Now that the stream of crystal clear information has dried up, we know we are dealing with resistance. Since the patient is not expected to be aware of resistance without you pointing it out, then you, the therapist, must carry the burden of guiding the patient to resolution of resistance. In fact, resistance is the therapist's primary job. The classic theory of dynamic psychotherapy is that all that is necessary for the therapy to succeed, is the resolution of resistance. This will lead to understanding the patient's problems and the patient will be cured.

A Three Step Dance: Nudge, Metacommunication, Tactical Retreat

This simple three-step formula will be sufficient to guide your interventions from here on. When information is flowing without resistance, you don't have to do anything. In fact, most things you might say or do will actually distract and disrupt the flow of material. That is why we call the things you do, "interventions." They are inherently disruptive and should only be used when there is a positive need. When you encounter resistance and must intervene:

Step 1: First a gentle "nudge" will test to see if the resistance is a significant one. "I'm not quite clear about that." is an example. A nudge is some small, unobtrusive indication that you expect more from the patient. If it works to get the flow going again, then you can conclude that the resistance was not a significant one. You will not have disrupted the session and you will be back on track, listening and receiving more crystal clear communication.

Step 2: If your nudge doesn't work it means that the resistance is significant and must be dealt with. The flow has already been disrupted, so an intervention will not distract. At this point, beginners try to fight the resistance. They may speak like a district attorney or try to overcome resistance by sugar coating their questions. Patients know immediately when you are trying to bypass their (unconscious, non-wilful) efforts to fend you off. They will close the door firmly. The only thing that will work is for you to shift the focus to the communication rather than the content. This is appropriate because the emotional cursor has already shifted. The patient's concern is the struggle over whether or not to reveal. Your intervention will be a metacommunication, that is a communication about the communication. You have shifted the topic 90 degrees from the previous direction of the session. Feeling that you are really following his or her concerns, the patient will accept this, and will be quite willing to join with you in addressing the communication problem. You are right in line with the patient's emotional cursor.

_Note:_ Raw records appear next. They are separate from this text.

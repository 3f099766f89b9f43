//! Wire types for `POST /api/chat`.
//!
//! DESIGN
//! ======
//! The reply field is optional on the wire so a success response without it
//! deserializes cleanly and can be reported as its own failure instead of a
//! generic parse error.

#[cfg(test)]
#[path = "types_test.rs"]
mod types_test;

use serde::{Deserialize, Serialize};

/// Request body: `{"message": "..."}`.
#[derive(Clone, Debug, PartialEq, Eq, Serialize, Deserialize)]
pub struct ChatRequest {
    pub message: String,
}

/// Response body: `{"reply": "..."}`.
#[derive(Clone, Debug, Default, PartialEq, Eq, Serialize, Deserialize)]
pub struct ChatReply {
    #[serde(default)]
    pub reply: Option<String>,
}

impl ChatReply {
    #[must_use]
    pub fn text(reply: impl Into<String>) -> Self {
        Self { reply: Some(reply.into()) }
    }
}
//! Hero stat counters that count up the first time they scroll into view.

use leptos::prelude::*;

use crate::content::STATS;

/// Advance every counter one step and reschedule until all are done.
#[cfg(feature = "hydrate")]
fn step(values: RwSignal<Vec<u32>>, mut counts: Vec<crate::util::counter::CountUp>) {
    use crate::util::counter::{CountUp, STEP_MS};

    let shown: Vec<u32> = counts.iter_mut().map(CountUp::tick).collect();
    if values.try_set(shown).is_some() {
        // Owner disposed.
        return;
    }
    if !counts.iter().all(CountUp::is_done) {
        gloo_timers::callback::Timeout::new(STEP_MS, move || step(values, counts)).forget();
    }
}

#[component]
pub fn StatCounters() -> impl IntoView {
    let values = RwSignal::new(vec![0_u32; STATS.len()]);
    let block_ref = NodeRef::<leptos::html::Div>::new();

    #[cfg(feature = "hydrate")]
    Effect::new(move || {
        use crate::util::counter::{CountUp, STEP_MS};
        use crate::util::observe::{COUNTER_THRESHOLD, once_visible};

        let Some(block) = block_ref.get() else {
            return;
        };
        let started = once_visible(&block, COUNTER_THRESHOLD, None, move || {
            let counts = STATS.iter().map(|s| CountUp::new(s.target)).collect();
            gloo_timers::callback::Timeout::new(STEP_MS, move || step(values, counts)).forget();
        });
        if let Err(err) = started {
            log::warn!("stat counters unavailable: {err:?}");
        }
    });

    view! {
        <div class="hero-stats" node_ref=block_ref>
            {STATS
                .iter()
                .enumerate()
                .map(|(i, stat)| {
                    view! {
                        <div class="stat">
                            <span class="stat-number" data-target={stat.target.to_string()}>
                                {move || values.with(|v| v.get(i).copied().unwrap_or(0))}
                            </span>
                            <span class="stat-suffix">{stat.suffix}</span>
                            <span class="stat-label">{stat.label}</span>
                        </div>
                    }
                })
                .collect::<Vec<_>>()}
        </div>
    }
}
//! Root application component with routing and context providers.

use leptos::prelude::*;
use leptos_meta::{MetaTags, Stylesheet, Title, provide_meta_context};
use leptos_router::{
    StaticSegment,
    components::{Route, Router, Routes},
};

use crate::content::{BRAND, FAQS, TESTIMONIALS};
use crate::pages::home::HomePage;
use crate::state::{
    carousel::Carousel, chat::ChatState, contact::ContactForm, faq::Faq, portfolio::Portfolio, ui::UiState,
};

/// HTML shell rendered on the server for SSR + hydration.
pub fn shell(options: LeptosOptions) -> impl IntoView {
    view! {
        <!DOCTYPE html>
        <html lang="en">
            <head>
                <meta charset="utf-8"/>
                <meta name="viewport" content="width=device-width, initial-scale=1"/>
                <link
                    rel="stylesheet"
                    href="https://cdnjs.cloudflare.com/ajax/libs/font-awesome/6.5.1/css/all.min.css"
                />
                <AutoReload options=options.clone()/>
                <HydrationScripts options/>
                <MetaTags/>
            </head>
            <body>
                <App/>
            </body>
        </html>
    }
}

/// Root application component.
///
/// Every interactive section keeps its state in a context-provided signal
/// so the page and the floating widgets can share it.
#[component]
pub fn App() -> impl IntoView {
    provide_meta_context();

    provide_context(RwSignal::new(UiState::default()));
    provide_context(RwSignal::new(ChatState::default()));
    provide_context(RwSignal::new(Portfolio::default()));
    provide_context(RwSignal::new(Carousel::new(TESTIMONIALS.len())));
    provide_context(RwSignal::new(Faq::new(FAQS.len())));
    provide_context(RwSignal::new(ContactForm::default()));

    view! {
        <Stylesheet id="site" href="/css/style.css"/>
        <Title text=BRAND/>

        <Router>
            <Routes fallback=|| "Page not found.".into_view()>
                <Route path=StaticSegment("") view=HomePage/>
            </Routes>
        </Router>
    }
}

Your metacommunication, for example "It seems to be hard to talk about your mother's death." will very likely release the resistance. It may take some more exploration, but your new focus will usually work to help the patient get unstuck. As you understand the resistance, you will be using empathic listening to heal the feeling that has been causing the trouble. As the pain or anxiety is relieved through cathartic healing, the patient will usually be able to continue. It is possible that the session will have taken a new direction, but it will again be flowing in a natural way, and you will be receiving crystal clear communication anew.

Step 3. In case the metacommunication doesn't work, and the patient remains stuck, it is time for a tactical retreat. Tactical means that you tell the patient overtly that you haven't given up. You will come back to this difficult material at some future time, but for now, you give the patient permission to let the subject go. "I guess this is really hard material. We can come back to it some time later." The promise to come back later leaves the patient with hope, and removes demands that the patient cannot meet. The session will make a new start in some other direction, and will soon be back to new, crystal clear material. It is important for you not to forget to come back to the material you have deferred. Your failure to do so will eventually be interpreted as a lack of interest.

That is it. Following this simple three-step dance will give you a patient who feels better and a growing understanding. That is 90% of what therapy is about. The following chapters will focus on the remaining 10%.